- _PROBLEM DESCRIPTION_
If a line in the data below contains the word "VmSession", copy it out.

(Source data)
- Opening Delimiter -
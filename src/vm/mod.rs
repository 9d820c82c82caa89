//! Boundary to the virtual machine being driven.
//!
//! This module provides:
//! - The `VmSession` trait: the only primitives higher layers may use
//! - VirtualBox implementation on top of `VBoxManage` (`vboxmanage`)
//! - Scan code table and literal text encoder (`scancode`)

pub mod scancode;
pub mod vboxmanage;

#[cfg(test)]
pub mod fake;

use std::fmt;
use std::path::Path;

use image::DynamicImage;
use serde::{Deserialize, Serialize};

use crate::error::Result;

pub use scancode::{Keyboard, ScanCode};
pub use vboxmanage::VBoxManage;

/// Power state reported by the VM host.
#[derive(Clone, Debug, PartialEq, Eq, Serialize, Deserialize)]
#[serde(rename_all = "lowercase")]
pub enum VmState {
    PowerOff,
    Running,
    Paused,
    Saved,
    Aborted,
    #[serde(untagged)]
    Other(String),
}

impl VmState {
    pub fn parse(raw: &str) -> Self {
        match raw {
            "poweroff" => Self::PowerOff,
            "running" => Self::Running,
            "paused" => Self::Paused,
            "saved" => Self::Saved,
            "aborted" => Self::Aborted,
            other => Self::Other(other.to_string()),
        }
    }
}

impl fmt::Display for VmState {
    fn fmt(&self, f: &mut fmt::Formatter<'_>) -> fmt::Result {
        match self {
            VmState::PowerOff => write!(f, "poweroff"),
            VmState::Running => write!(f, "running"),
            VmState::Paused => write!(f, "paused"),
            VmState::Saved => write!(f, "saved"),
            VmState::Aborted => write!(f, "aborted"),
            VmState::Other(raw) => write!(f, "{}", raw),
        }
    }
}

/// One named virtual machine. Every call goes to the host; nothing is cached.
///
/// `slot` is an opaque removable-media slot identifier; its addressing is the
/// implementation's concern.
pub trait VmSession {
    fn state(&mut self) -> Result<VmState>;

    fn attach_media(&mut self, slot: &str, medium: &Path) -> Result<()>;

    fn detach_media(&mut self, slot: &str) -> Result<()>;

    /// Sends raw make/break codes in one batch.
    fn inject_scan_codes(&mut self, codes: &[u8]) -> Result<()>;

    fn capture_screen(&mut self) -> Result<DynamicImage>;

    fn start(&mut self) -> Result<()>;

    fn reset(&mut self) -> Result<()>;
}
- Closing Delimiter -
- _TASK OUTPUT_
//! - The `VmSession` trait: the only primitives higher layers may use
pub trait VmSession {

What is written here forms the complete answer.